And so in the 10th century, John of Rila gave his blessing to Brother Gregory and a handful of monks to start Rila Monastery using the Testament of John of Rila as their guide: follow Jesus, help anyone in need, live democratically, all people are equal, do manual labor, live in harmony. He died a few years later and was quickly made a saint. Within a few centuries, this holy place designed to save men's souls would save their country's heritage.
A number of small churches were built in the woods over time, with the building sites gradually moving down the mountain to the present location of Rila Monastery.
The monks went about their church services and provided food and shelter to pilgrims. This holy site became a crossroads for pilgrimages. They received visiting monks and they traveled to other monasteries on paths, roads and rivers. The nearby Struma River runs into the Aegean Sea or northern part of the Mediterranean. Some may have gone to Constantinople or Mount Athos, the center of Orthodox Christianity.

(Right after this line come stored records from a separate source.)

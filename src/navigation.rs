//! Navigation signals for the presentation layer.
//!
//! The session core never navigates by itself. It emits a [`Navigation`]
//! and whoever renders screens decides what to do with it.

use tokio::sync::broadcast;
use tracing::debug;

/// Where the user should be sent next.
#[derive(Debug, Clone, PartialEq, Eq)]
pub enum Navigation {
    /// Sign-in screen: the session ended or never existed.
    Login,
    /// The user is signed in but lacks the role for what they asked.
    Unauthorized,
    /// Role-specific landing page.
    Home(String),
}

impl std::fmt::Display for Navigation {
    fn fmt(&self, f: &mut std::fmt::Formatter<'_>) -> std::fmt::Result {
        match self {
            Self::Login => write!(f, "/login"),
            Self::Unauthorized => write!(f, "/unauthorized"),
            Self::Home(path) => write!(f, "{path}"),
        }
    }
}

const CHANNEL_CAPACITY: usize = 16;

/// Broadcast sender for [`Navigation`] signals. Cheap to clone.
#[derive(Debug, Clone)]
pub struct Navigator {
    tx: broadcast::Sender<Navigation>,
}

impl Default for Navigator {
    fn default() -> Self {
        Self::new()
    }
}

impl Navigator {
    pub fn new() -> Self {
        let (tx, _) = broadcast::channel(CHANNEL_CAPACITY);
        Self { tx }
    }

    pub fn subscribe(&self) -> broadcast::Receiver<Navigation> {
        self.tx.subscribe()
    }

    /// Emit a signal. Having no listener is fine.
    pub fn emit(&self, navigation: Navigation) {
        debug!(target_path = %navigation, "Navigation requested");
        let _ = self.tx.send(navigation);
    }
}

There is so much here; I found the spirituality, history and importance of Rila Monastery overwhelming, even with a knowledgeable guide. To help me understand, I developed a short timeline of people and events that connects 1000 years of Bulgarian history with Rila, for indeed they are very intertwined. Perhaps you will find it helpful, too.
1334 - fortified tower
Armed guards were hired to defend the monastery from bandits who tried to steal gifts given to the monastery. Eventually in 1334 a local feudal lord, Hrelyo Dragovol, built a five story, fortified tower in the center of the present day monastery to protect his family and the monks. A small church was next to the tower. Evidence of stone wall foundations suggest that the whole area was enclosed.
When you enter through newer stone walls 65 feet (20 m) high you can see the medieval tower and the 19th century Nativity of the Virgin Church. The walls are the backs of dormitories begun in 1816.

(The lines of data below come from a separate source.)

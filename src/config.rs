use serde::{Deserialize, Serialize};
use std::collections::{BTreeMap, BTreeSet};
use std::path::{Path, PathBuf};
use std::str::FromStr;
use std::time::Duration;

use crate::models::{Role, parse_roles};

/// Setting keys (e.g. `"api.base_url"`) whose value came from an `SCX_*`
/// variable instead of the config file, mapped to that variable.
#[derive(Debug, Clone, Default)]
pub struct EnvOverrides(BTreeMap<&'static str, &'static str>);

impl EnvOverrides {
    pub fn contains(&self, key: &str) -> bool {
        self.0.contains_key(key)
    }

    /// The variable that supplied `key`, if any.
    pub fn source_of(&self, key: &str) -> Option<&'static str> {
        self.0.get(key).copied()
    }

    pub fn len(&self) -> usize {
        self.0.len()
    }

    pub fn is_empty(&self) -> bool {
        self.0.is_empty()
    }

    pub fn iter(&self) -> impl Iterator<Item = (&'static str, &'static str)> + '_ {
        self.0.iter().map(|(k, v)| (*k, *v))
    }
}

// ---------------------------------------------------------------------------
// Main configuration
// ---------------------------------------------------------------------------

#[derive(Debug, Clone, Default, Deserialize, Serialize)]
pub struct Config {
    #[serde(default)]
    pub api: ApiConfig,
    #[serde(default)]
    pub session: SessionConfig,
    #[serde(default)]
    pub storage: StorageConfig,
    #[serde(default)]
    pub logging: LoggingConfig,
    #[serde(default)]
    pub gate: GateConfig,
    /// Env var overrides are not serialized to TOML.
    #[serde(skip)]
    pub env_overrides: EnvOverrides,
}

/// Backend REST endpoints and HTTP timeouts.
#[derive(Debug, Clone, Deserialize, Serialize)]
pub struct ApiConfig {
    #[serde(default = "default_base_url")]
    pub base_url: String,
    #[serde(default = "default_login_path")]
    pub login_path: String,
    #[serde(default = "default_refresh_path")]
    pub refresh_path: String,
    #[serde(default = "default_logout_path")]
    pub logout_path: String,
    #[serde(default = "default_me_path")]
    pub me_path: String,
    #[serde(default = "default_connect_timeout")]
    pub connect_timeout_secs: u64,
    #[serde(default = "default_request_timeout")]
    pub request_timeout_secs: u64,
}

impl Default for ApiConfig {
    fn default() -> Self {
        Self {
            base_url: default_base_url(),
            login_path: default_login_path(),
            refresh_path: default_refresh_path(),
            logout_path: default_logout_path(),
            me_path: default_me_path(),
            connect_timeout_secs: default_connect_timeout(),
            request_timeout_secs: default_request_timeout(),
        }
    }
}

impl ApiConfig {
    pub fn connect_timeout(&self) -> Duration {
        Duration::from_secs(self.connect_timeout_secs)
    }

    pub fn request_timeout(&self) -> Duration {
        Duration::from_secs(self.request_timeout_secs)
    }
}

/// Token lifecycle timings, all in seconds.
#[derive(Debug, Clone, Deserialize, Serialize)]
pub struct SessionConfig {
    /// Safety margin applied to every expiry check.
    #[serde(default = "default_skew")]
    pub expiry_skew_secs: i64,
    /// How long before expiry the proactive refresh fires.
    #[serde(default = "default_lead")]
    pub refresh_lead_secs: u64,
    /// Remaining lifetime under which a token "should refresh soon".
    #[serde(default = "default_window")]
    pub refresh_window_secs: u64,
}

impl Default for SessionConfig {
    fn default() -> Self {
        Self {
            expiry_skew_secs: default_skew(),
            refresh_lead_secs: default_lead(),
            refresh_window_secs: default_window(),
        }
    }
}

/// Durable tier selection. The ephemeral tier is always in-memory.
#[derive(Debug, Clone, Deserialize, Serialize)]
pub struct StorageConfig {
    #[serde(default = "default_storage_backend")]
    pub backend: StorageBackend,
    #[serde(default = "default_storage_dir")]
    pub dir: PathBuf,
}

impl Default for StorageConfig {
    fn default() -> Self {
        Self {
            backend: default_storage_backend(),
            dir: default_storage_dir(),
        }
    }
}

#[derive(Debug, Clone, Deserialize, Serialize, Default, PartialEq)]
#[serde(rename_all = "snake_case")]
pub enum StorageBackend {
    #[default]
    File,
    Keyring,
    Memory,
}

impl std::fmt::Display for StorageBackend {
    fn fmt(&self, f: &mut std::fmt::Formatter<'_>) -> std::fmt::Result {
        match self {
            Self::File => write!(f, "file"),
            Self::Keyring => write!(f, "keyring"),
            Self::Memory => write!(f, "memory"),
        }
    }
}

impl FromStr for StorageBackend {
    type Err = String;
    fn from_str(s: &str) -> Result<Self, Self::Err> {
        match s.to_lowercase().as_str() {
            "file" => Ok(Self::File),
            "keyring" => Ok(Self::Keyring),
            "memory" => Ok(Self::Memory),
            _ => Err(format!("Unknown storage backend: {s}")),
        }
    }
}

#[derive(Debug, Clone, Deserialize, Serialize)]
pub struct LoggingConfig {
    #[serde(default = "default_log_level")]
    pub level: String,
    #[serde(default)]
    pub json: bool,
}

impl Default for LoggingConfig {
    fn default() -> Self {
        Self {
            level: default_log_level(),
            json: false,
        }
    }
}

/// Route protection rules.
#[derive(Debug, Clone, Deserialize, Serialize)]
pub struct GateConfig {
    /// Landing page when no role matches.
    #[serde(default = "default_fallback_home")]
    pub fallback_home: String,
    /// Path prefixes and the roles allowed to enter them.
    #[serde(default = "default_routes")]
    pub routes: Vec<RouteRule>,
    /// Landing page per role, first match wins.
    #[serde(default = "default_home")]
    pub home: Vec<HomeRoute>,
}

impl Default for GateConfig {
    fn default() -> Self {
        Self {
            fallback_home: default_fallback_home(),
            routes: default_routes(),
            home: default_home(),
        }
    }
}

#[derive(Debug, Clone, PartialEq, Deserialize, Serialize)]
pub struct RouteRule {
    pub prefix: String,
    /// Empty means any authenticated user.
    #[serde(default)]
    pub roles: BTreeSet<Role>,
    /// Public routes need no session at all.
    #[serde(default)]
    pub public: bool,
}

#[derive(Debug, Clone, PartialEq, Deserialize, Serialize)]
pub struct HomeRoute {
    pub role: Role,
    pub path: String,
}

// ---------------------------------------------------------------------------
// Default value functions
// ---------------------------------------------------------------------------

fn default_base_url() -> String {
    "http://localhost:8080/api".to_string()
}
fn default_login_path() -> String {
    "/auth/login".to_string()
}
fn default_refresh_path() -> String {
    "/auth/refresh".to_string()
}
fn default_logout_path() -> String {
    "/auth/logout".to_string()
}
fn default_me_path() -> String {
    "/auth/me".to_string()
}
const fn default_connect_timeout() -> u64 {
    10
}
const fn default_request_timeout() -> u64 {
    30
}
const fn default_skew() -> i64 {
    crate::token::DEFAULT_SKEW_SECS
}
const fn default_lead() -> u64 {
    120
}
const fn default_window() -> u64 {
    300
}
fn default_storage_backend() -> StorageBackend {
    StorageBackend::File
}
fn default_storage_dir() -> PathBuf {
    dirs::data_local_dir()
        .unwrap_or_else(|| PathBuf::from("."))
        .join("scx-session")
}
fn default_log_level() -> String {
    "info".to_string()
}
fn default_routes() -> Vec<RouteRule> {
    let rule = |prefix: &str, roles: &[Role]| RouteRule {
        prefix: prefix.to_string(),
        roles: roles.iter().cloned().collect(),
        public: false,
    };
    let public = |prefix: &str| RouteRule {
        prefix: prefix.to_string(),
        roles: BTreeSet::new(),
        public: true,
    };
    vec![
        public("/login"),
        public("/unauthorized"),
        rule("/procurement", &[Role::ADMIN, Role::APPROVISIONNEMENT]),
        rule("/production", &[Role::ADMIN, Role::PRODUCTION]),
        rule("/delivery", &[Role::ADMIN, Role::LIVRAISON]),
        rule("/admin", &[Role::ADMIN]),
    ]
}
fn default_home() -> Vec<HomeRoute> {
    let home = |role: Role, path: &str| HomeRoute {
        role,
        path: path.to_string(),
    };
    vec![
        home(Role::ADMIN, "/admin/dashboard"),
        home(Role::APPROVISIONNEMENT, "/procurement/dashboard"),
        home(Role::PRODUCTION, "/production/dashboard"),
        home(Role::LIVRAISON, "/delivery/dashboard"),
    ]
}
fn default_fallback_home() -> String {
    "/".to_string()
}

// ---------------------------------------------------------------------------
// Config loading and env overrides
// ---------------------------------------------------------------------------

impl Config {
    /// Load configuration from a TOML file, then apply environment variable
    /// overrides. Any setting prefixed with `SCX_` takes precedence over the
    /// file value and is tracked in `env_overrides`.
    pub fn load(path: &Path) -> anyhow::Result<Self> {
        let mut config = if path.exists() {
            let content = std::fs::read_to_string(path)?;
            let config: Config = toml::from_str(&content)?;
            config
        } else {
            tracing::warn!("Config file not found at {}, using defaults", path.display());
            Self::default()
        };
        config.apply_env_overrides();
        Ok(config)
    }

    /// Default config file location: `$XDG_CONFIG_HOME/scx-session/config.toml`.
    pub fn default_path() -> PathBuf {
        dirs::config_dir()
            .unwrap_or_else(|| PathBuf::from("."))
            .join("scx-session")
            .join("config.toml")
    }

    /// Save the current (file-level) configuration to a TOML file.
    /// This serializes the config without env overrides applied.
    pub fn save(&self, path: &Path) -> anyhow::Result<()> {
        let content = toml::to_string_pretty(self)
            .map_err(|e| anyhow::anyhow!("Failed to serialize config: {e}"))?;
        if let Some(parent) = path.parent() {
            std::fs::create_dir_all(parent)?;
        }
        std::fs::write(path, content)?;
        Ok(())
    }

    /// Overlay `SCX_*` variables. Values that fail to parse are ignored and
    /// the file value stays in effect.
    fn apply_env_overrides(&mut self) {
        let mut applied = BTreeMap::new();

        let api = &mut self.api;
        for (key, var, field) in [
            ("api.base_url", "SCX_API_BASE_URL", &mut api.base_url),
            ("api.login_path", "SCX_API_LOGIN_PATH", &mut api.login_path),
            ("api.refresh_path", "SCX_API_REFRESH_PATH", &mut api.refresh_path),
            ("api.logout_path", "SCX_API_LOGOUT_PATH", &mut api.logout_path),
            ("api.me_path", "SCX_API_ME_PATH", &mut api.me_path),
            ("logging.level", "SCX_LOG_LEVEL", &mut self.logging.level),
        ] {
            if let Ok(value) = std::env::var(var) {
                *field = value;
                applied.insert(key, var);
            }
        }

        for (key, var, field) in [
            ("api.connect_timeout_secs", "SCX_API_CONNECT_TIMEOUT", &mut api.connect_timeout_secs),
            ("api.request_timeout_secs", "SCX_API_REQUEST_TIMEOUT", &mut api.request_timeout_secs),
            ("session.refresh_lead_secs", "SCX_SESSION_LEAD_SECS", &mut self.session.refresh_lead_secs),
            ("session.refresh_window_secs", "SCX_SESSION_WINDOW_SECS", &mut self.session.refresh_window_secs),
        ] {
            if parse_env(var, field) {
                applied.insert(key, var);
            }
        }
        if parse_env("SCX_SESSION_SKEW_SECS", &mut self.session.expiry_skew_secs) {
            applied.insert("session.expiry_skew_secs", "SCX_SESSION_SKEW_SECS");
        }
        if parse_env("SCX_STORAGE_BACKEND", &mut self.storage.backend) {
            applied.insert("storage.backend", "SCX_STORAGE_BACKEND");
        }

        if let Some(dir) = std::env::var_os("SCX_STORAGE_DIR") {
            self.storage.dir = PathBuf::from(dir);
            applied.insert("storage.dir", "SCX_STORAGE_DIR");
        }
        if let Ok(flag) = std::env::var("SCX_LOG_JSON") {
            self.logging.json = matches!(
                flag.trim().to_ascii_lowercase().as_str(),
                "1" | "true" | "yes" | "on"
            );
            applied.insert("logging.json", "SCX_LOG_JSON");
        }
        // SCX_GATE_ADMIN_ROLES="ADMIN,SUPERVISOR" replaces the roles of /admin.
        if let Ok(list) = std::env::var("SCX_GATE_ADMIN_ROLES") {
            if let Some(rule) = self.gate.routes.iter_mut().find(|r| r.prefix == "/admin") {
                rule.roles = parse_roles(&list);
                applied.insert("gate.routes./admin", "SCX_GATE_ADMIN_ROLES");
            }
        }

        self.env_overrides = EnvOverrides(applied);
    }
}

/// Parse `var` into `field`; false when unset or malformed.
fn parse_env<T: FromStr>(var: &str, field: &mut T) -> bool {
    match std::env::var(var).ok().and_then(|v| v.trim().parse().ok()) {
        Some(parsed) => {
            *field = parsed;
            true
        }
        None => false,
    }
}

// Helpers for default storage and config directories
mod dirs {
    use std::path::PathBuf;

    pub fn data_local_dir() -> Option<PathBuf> {
        std::env::var_os("XDG_DATA_HOME")
            .map(PathBuf::from)
            .or_else(|| {
                std::env::var_os("HOME").map(|h| PathBuf::from(h).join(".local").join("share"))
            })
    }

    pub fn config_dir() -> Option<PathBuf> {
        std::env::var_os("XDG_CONFIG_HOME")
            .map(PathBuf::from)
            .or_else(|| std::env::var_os("HOME").map(|h| PathBuf::from(h).join(".config")))
    }
}

// ---------------------------------------------------------------------------
// Tests
// ---------------------------------------------------------------------------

The Chapel of the Transfiguration is on the top floor with beautiful paintings from Medieval times. You can see the stone work on the outside of the tower that allows the top floor to be larger. From the roof they could throw rocks and boiling liquid onto the attackers.
There are chapels on the upper floors where the roof juts out. The courtyard is made with large stones.
The Ottoman Turks invade mid-1300s
Not long after this fortification was built, Bulgaria was overtaken by the Ottoman Turks capturing the capital, Veliko Tarnovo, in 1393. They would rule Bulgaria and other lands for 500 years, subjugating the people, forcing the educated to flee, oppressing the Christian faith and trying to remove their national identity. Many monasteries were burned and closed, including Rila.
Re-building in mid-1400s -- Times change
Then in the mid 1400s three brothers (Josef, David, Teofan), all monks, decided to re-build the monastery and got permission from the Sultan in Constantinople to do so. There were close ties and support developed with St. Pantheleimon monastery on Mount Athos in 1455. The Sultan Mahomet II (ruled 1451-81) (Mehmet, Mehmed, Muhammad) established stability and was more permissive. In 1469 they were allowed to transfer the relics of St. John of Rila from Tarnovo to Rila Monastery. Paintings illustrate the foot procession through the countryside. This return restored hope and national identity in the Bulgarian people.
Revolution - 18th and 19th centuries, National Revival
Increased wealth, education, struggle, planning, negotiation, prayers, vision and determination as strong as the mountain rocks above their heads would lead to a sense of nation and revolution.
The Turks allowed sheep to be raised; wool merchants developed trade and earned money. They built expensive houses decorated with painted folk art and beautiful wood carvings by Bulgarians. People were proud of their work and heritage. They gave gifts to the monastery.
The monks traveled to Russia and other countries, making connections andreceiving gifts. A library was developed with gifts and books brought to be saved from burning. Scholars came to study the books. In addition to educated monks, writers came, the Tarnovo Literary School moved to Rila, church chanting developed, a printing press for wood blocks was installed, books were written, printed and bound here. It was a sanctuary for men and their ideas.
In 1762, Father Paisii (1722-73), who had lived on Mount Athos, wrote a three chapter Slavo-Bulgarian History honoring former Bulgarian leaders and the church . He was forbidden to print it, but many copies were hand copied and widely circulated. "The Lord has left only Rila Monastery to exist in our times...it is the duty of all Bulgarians to guard it, and to give alms to the sacred Rila Monastery." (See video link at end about Mt. Athos.)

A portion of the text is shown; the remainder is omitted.